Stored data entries
◇ ◇ ◇ ◇ ◇
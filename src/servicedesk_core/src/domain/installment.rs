//! Installment lookup types shared by the payment use case and gateway adapters.

use serde::{Deserialize, Serialize};
use thiserror::Error;

const BIN_LENGTH: usize = 6;

#[derive(Debug, Error, PartialEq)]
pub enum InstallmentError {
    #[error("Card number must contain at least {BIN_LENGTH} digits")]
    BinTooShort,
    #[error("Card number must contain digits only")]
    BinNotNumeric,
    #[error("Invalid price: {0}")]
    InvalidPrice(String),
}

/// Bank identification number: the first six digits of a card number.
#[derive(Debug, Clone, PartialEq, Eq, Serialize)]
#[serde(transparent)]
pub struct BinNumber(String);

impl BinNumber {
    /// Accepts a BIN or a full card number and keeps the first six digits.
    pub fn parse(value: &str) -> Result<Self, InstallmentError> {
        let digits: String = value.chars().filter(|c| !c.is_whitespace()).collect();
        if !digits.chars().all(|c| c.is_ascii_digit()) {
            return Err(InstallmentError::BinNotNumeric);
        }
        if digits.len() < BIN_LENGTH {
            return Err(InstallmentError::BinTooShort);
        }
        Ok(Self(digits[..BIN_LENGTH].to_owned()))
    }

    pub fn as_str(&self) -> &str {
        &self.0
    }
}

/// A non-negative amount with at most two fractional digits, kept in minor units.
///
/// Formatting is culture-invariant: `.` as the decimal separator, no grouping,
/// no trailing zeros (`1000`, `1000.5`, `1000.25`).
#[derive(Debug, Clone, Copy, PartialEq, Eq, PartialOrd, Ord)]
pub struct Price {
    minor_units: u64,
}

impl Price {
    pub fn from_minor_units(minor_units: u64) -> Self {
        Self { minor_units }
    }

    /// `None` when the amount does not fit in minor units.
    pub fn from_major_units(units: u64) -> Option<Self> {
        units.checked_mul(100).map(Self::from_minor_units)
    }

    pub fn minor_units(&self) -> u64 {
        self.minor_units
    }

    pub fn parse(value: &str) -> Result<Self, InstallmentError> {
        let invalid = || InstallmentError::InvalidPrice(value.to_owned());
        let value = value.trim();
        let (whole, fraction) = match value.split_once('.') {
            Some((whole, fraction)) => (whole, fraction),
            None => (value, ""),
        };
        if whole.is_empty()
            || fraction.len() > 2
            || !whole.chars().all(|c| c.is_ascii_digit())
            || !fraction.chars().all(|c| c.is_ascii_digit())
        {
            return Err(invalid());
        }
        let whole: u64 = whole.parse().map_err(|_| invalid())?;
        let fraction: u64 = match fraction.len() {
            0 => 0,
            1 => fraction.parse::<u64>().map_err(|_| invalid())? * 10,
            _ => fraction.parse().map_err(|_| invalid())?,
        };
        whole
            .checked_mul(100)
            .and_then(|v| v.checked_add(fraction))
            .map(Self::from_minor_units)
            .ok_or_else(invalid)
    }
}

impl std::fmt::Display for Price {
    fn fmt(&self, f: &mut std::fmt::Formatter<'_>) -> std::fmt::Result {
        let whole = self.minor_units / 100;
        let fraction = self.minor_units % 100;
        match fraction {
            0 => write!(f, "{whole}"),
            f10 if f10 % 10 == 0 => write!(f, "{whole}.{}", f10 / 10),
            _ => write!(f, "{whole}.{fraction:02}"),
        }
    }
}

impl Serialize for Price {
    fn serialize<S: serde::Serializer>(&self, serializer: S) -> Result<S::Ok, S::Error> {
        serializer.collect_str(self)
    }
}

impl<'de> Deserialize<'de> for Price {
    fn deserialize<D: serde::Deserializer<'de>>(deserializer: D) -> Result<Self, D::Error> {
        #[derive(Deserialize)]
        #[serde(untagged)]
        enum Raw {
            Text(String),
            Number(serde_json::Number),
        }

        let raw = Raw::deserialize(deserializer)?;
        let text = match raw {
            Raw::Text(text) => text,
            Raw::Number(number) => number.to_string(),
        };
        Price::parse(&text).map_err(serde::de::Error::custom)
    }
}

/// Request body for the gateway's installment lookup.
#[derive(Debug, Clone, PartialEq, Serialize)]
#[serde(rename_all = "camelCase")]
pub struct InstallmentInfoRequest {
    pub locale: String,
    pub conversation_id: String,
    pub bin_number: BinNumber,
    pub price: Price,
}

#[derive(Debug, Clone, PartialEq, Deserialize)]
#[serde(rename_all = "camelCase")]
pub struct InstallmentInfoResponse {
    pub status: String,
    #[serde(default)]
    pub conversation_id: Option<String>,
    #[serde(default)]
    pub error_code: Option<String>,
    #[serde(default)]
    pub error_message: Option<String>,
    #[serde(default)]
    pub installment_details: Vec<InstallmentDetail>,
}

impl InstallmentInfoResponse {
    pub fn is_failure(&self) -> bool {
        self.status.eq_ignore_ascii_case("failure")
    }
}

/// One card programme returned for a BIN, with its available installment tiers.
#[derive(Debug, Clone, PartialEq, Serialize, Deserialize)]
#[serde(rename_all = "camelCase")]
pub struct InstallmentDetail {
    pub bin_number: String,
    pub price: f64,
    #[serde(default)]
    pub card_type: Option<String>,
    #[serde(default)]
    pub card_association: Option<String>,
    #[serde(default)]
    pub card_family_name: Option<String>,
    #[serde(default)]
    pub bank_name: Option<String>,
    #[serde(default)]
    pub bank_code: Option<i64>,
    #[serde(default, rename = "force3ds", with = "int_bool")]
    pub force_3ds: bool,
    #[serde(default, with = "int_bool")]
    pub force_cvc: bool,
    #[serde(default, with = "int_bool")]
    pub commercial: bool,
    #[serde(default)]
    pub installment_prices: Vec<InstallmentPrice>,
}

#[derive(Debug, Clone, PartialEq, Serialize, Deserialize)]
#[serde(rename_all = "camelCase")]
pub struct InstallmentPrice {
    pub installment_number: u32,
    pub installment_price: f64,
    pub total_price: f64,
}

/// Installment options for a BIN and price. All tiers returned by the gateway
/// are kept; [`InstallmentModel::primary`] gives the first one.
#[derive(Debug, Clone, PartialEq, Serialize)]
#[serde(rename_all = "camelCase")]
pub struct InstallmentModel {
    pub conversation_id: String,
    pub installment_details: Vec<InstallmentDetail>,
}

impl InstallmentModel {
    pub fn primary(&self) -> Option<&InstallmentDetail> {
        self.installment_details.first()
    }
}

#[derive(Debug, Error, Clone, PartialEq)]
pub enum GatewayError {
    #[error("Payment gateway unreachable: {message}")]
    Transport { message: String, retryable: bool },
    #[error("Payment gateway error: {message}")]
    Upstream {
        code: Option<String>,
        message: String,
    },
    #[error("Payment gateway response does not match the request")]
    IntegrityMismatch,
    #[error("Payment gateway returned no installment options")]
    EmptyResponse,
    #[error("Payment gateway returned an invalid response: {0}")]
    InvalidResponse(String),
}

impl GatewayError {
    pub fn is_retryable(&self) -> bool {
        matches!(
            self,
            GatewayError::Transport {
                retryable: true,
                ..
            }
        )
    }
}

/// The gateway encodes flags as 0/1 integers.
mod int_bool {
    use serde::{Deserialize, Deserializer, Serializer};

    pub fn serialize<S: Serializer>(value: &bool, serializer: S) -> Result<S::Ok, S::Error> {
        serializer.serialize_u8(u8::from(*value))
    }

    pub fn deserialize<'de, D: Deserializer<'de>>(deserializer: D) -> Result<bool, D::Error> {
        Ok(i64::deserialize(deserializer)? != 0)
    }
}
◇ ◇ ◇ ◇ ◇
- About this exercise
Start at the first line and transcribe the data exactly through the last.

- Reply
filename src/servicedesk_core/src/domain/installment.rs
//! Installment lookup types shared by the payment use case and gateway adapters.

use serde::{Deserialize, Serialize};
use thiserror::Error;

const BIN_LENGTH: usize = 6;

#[derive(Debug, Error, PartialEq)]
pub enum InstallmentError {
    #[error("Card number must contain at least {BIN_LENGTH} digits")]
    BinTooShort,
    #[error("Card number must contain digits only")]
    BinNotNumeric,
    #[error("Invalid price: {0}")]
    InvalidPrice(String),
}

/// Bank identification number: the first six digits of a card number.
#[derive(Debug, Clone, PartialEq, Eq, Serialize)]
#[serde(transparent)]
pub struct BinNumber(String);

impl BinNumber {
    /// Accepts a BIN or a full card number and keeps the first six digits.
    pub fn parse(value: &str) -> Result<Self, InstallmentError> {
        let digits: String = value.chars().filter(|c| !c.is_whitespace()).collect();
        if !digits.chars().all(|c| c.is_ascii_digit()) {
            return Err(InstallmentError::BinNotNumeric);
        }
        if digits.len() < BIN_LENGTH {
            return Err(InstallmentError::BinTooShort);
        }
        Ok(Self(digits[..BIN_LENGTH].to_owned()))
    }

    pub fn as_str(&self) -> &str {
        &self.0
    }
}

/// A non-negative amount with at most two fractional digits, kept in minor units.
///
/// Formatting is culture-invariant: `.` as the decimal separator, no grouping,
/// no trailing zeros (`1000`, `1000.5`, `1000.25`).
#[derive(Debug, Clone, Copy, PartialEq, Eq, PartialOrd, Ord)]
pub struct Price {
    minor_units: u64,
}

impl Price {
    pub fn from_minor_units(minor_units: u64) -> Self {
        Self { minor_units }
    }

    /// `None` when the amount does not fit in minor units.
    pub fn from_major_units(units: u64) -> Option<Self> {
        units.checked_mul(100).map(Self::from_minor_units)
    }

    pub fn minor_units(&self) -> u64 {
        self.minor_units
    }

    pub fn parse(value: &str) -> Result<Self, InstallmentError> {
        let invalid = || InstallmentError::InvalidPrice(value.to_owned());
        let value = value.trim();
        let (whole, fraction) = match value.split_once('.') {
            Some((whole, fraction)) => (whole, fraction),
            None => (value, ""),
        };
        if whole.is_empty()
            || fraction.len() > 2
            || !whole.chars().all(|c| c.is_ascii_digit())
            || !fraction.chars().all(|c| c.is_ascii_digit())
        {
            return Err(invalid());
        }
        let whole: u64 = whole.parse().map_err(|_| invalid())?;
        let fraction: u64 = match fraction.len() {
            0 => 0,
            1 => fraction.parse::<u64>().map_err(|_| invalid())? * 10,
            _ => fraction.parse().map_err(|_| invalid())?,
        };
        whole
            .checked_mul(100)
            .and_then(|v| v.checked_add(fraction))
            .map(Self::from_minor_units)
            .ok_or_else(invalid)
    }
}

impl std::fmt::Display for Price {
    fn fmt(&self, f: &mut std::fmt::Formatter<'_>) -> std::fmt::Result {
        let whole = self.minor_units / 100;
        let fraction = self.minor_units % 100;
        match fraction {
            0 => write!(f, "{whole}"),
            f10 if f10 % 10 == 0 => write!(f, "{whole}.{}", f10 / 10),
            _ => write!(f, "{whole}.{fraction:02}"),
        }
    }
}

impl Serialize for Price {
    fn serialize<S: serde::Serializer>(&self, serializer: S) -> Result<S::Ok, S::Error> {
        serializer.collect_str(self)
    }
}

impl<'de> Deserialize<'de> for Price {
    fn deserialize<D: serde::Deserializer<'de>>(deserializer: D) -> Result<Self, D::Error> {
        #[derive(Deserialize)]
        #[serde(untagged)]
        enum Raw {
            Text(String),
            Number(serde_json::Number),
        }

        let raw = Raw::deserialize(deserializer)?;
        let text = match raw {
            Raw::Text(text) => text,
            Raw::Number(number) => number.to_string(),
        };
        Price::parse(&text).map_err(serde::de::Error::custom)
    }
}

/// Request body for the gateway's installment lookup.
#[derive(Debug, Clone, PartialEq, Serialize)]
#[serde(rename_all = "camelCase")]
pub struct InstallmentInfoRequest {
    pub locale: String,
    pub conversation_id: String,
    pub bin_number: BinNumber,
    pub price: Price,
}

#[derive(Debug, Clone, PartialEq, Deserialize)]
#[serde(rename_all = "camelCase")]
pub struct InstallmentInfoResponse {
    pub status: String,
    #[serde(default)]
    pub conversation_id: Option<String>,
    #[serde(default)]
    pub error_code: Option<String>,
    #[serde(default)]
    pub error_message: Option<String>,
    #[serde(default)]
    pub installment_details: Vec<InstallmentDetail>,
}

impl InstallmentInfoResponse {
    pub fn is_failure(&self) -> bool {
        self.status.eq_ignore_ascii_case("failure")
    }
}

/// One card programme returned for a BIN, with its available installment tiers.
#[derive(Debug, Clone, PartialEq, Serialize, Deserialize)]
#[serde(rename_all = "camelCase")]
pub struct InstallmentDetail {
    pub bin_number: String,
    pub price: f64,
    #[serde(default)]
    pub card_type: Option<String>,
    #[serde(default)]
    pub card_association: Option<String>,
    #[serde(default)]
    pub card_family_name: Option<String>,
    #[serde(default)]
    pub bank_name: Option<String>,
    #[serde(default)]
    pub bank_code: Option<i64>,
    #[serde(default, rename = "force3ds", with = "int_bool")]
    pub force_3ds: bool,
    #[serde(default, with = "int_bool")]
    pub force_cvc: bool,
    #[serde(default, with = "int_bool")]
    pub commercial: bool,
    #[serde(default)]
    pub installment_prices: Vec<InstallmentPrice>,
}

#[derive(Debug, Clone, PartialEq, Serialize, Deserialize)]
#[serde(rename_all = "camelCase")]
pub struct InstallmentPrice {
    pub installment_number: u32,
    pub installment_price: f64,
    pub total_price: f64,
}

/// Installment options for a BIN and price. All tiers returned by the gateway
/// are kept; [`InstallmentModel::primary`] gives the first one.
#[derive(Debug, Clone, PartialEq, Serialize)]
#[serde(rename_all = "camelCase")]
pub struct InstallmentModel {
    pub conversation_id: String,
    pub installment_details: Vec<InstallmentDetail>,
}

impl InstallmentModel {
    pub fn primary(&self) -> Option<&InstallmentDetail> {
        self.installment_details.first()
    }
}

#[derive(Debug, Error, Clone, PartialEq)]
pub enum GatewayError {
    #[error("Payment gateway unreachable: {message}")]
    Transport { message: String, retryable: bool },
    #[error("Payment gateway error: {message}")]
    Upstream {
        code: Option<String>,
        message: String,
    },
    #[error("Payment gateway response does not match the request")]
    IntegrityMismatch,
    #[error("Payment gateway returned no installment options")]
    EmptyResponse,
    #[error("Payment gateway returned an invalid response: {0}")]
    InvalidResponse(String),
}

impl GatewayError {
    pub fn is_retryable(&self) -> bool {
        matches!(
            self,
            GatewayError::Transport {
                retryable: true,
                ..
            }
        )
    }
}

/// The gateway encodes flags as 0/1 integers.
mod int_bool {
    use serde::{Deserialize, Deserializer, Serializer};

    pub fn serialize<S: Serializer>(value: &bool, serializer: S) -> Result<S::Ok, S::Error> {
        serializer.serialize_u8(u8::from(*value))
    }

    pub fn deserialize<'de, D: Deserializer<'de>>(deserializer: D) -> Result<bool, D::Error> {
        Ok(i64::deserialize(deserializer)? != 0)
    }
}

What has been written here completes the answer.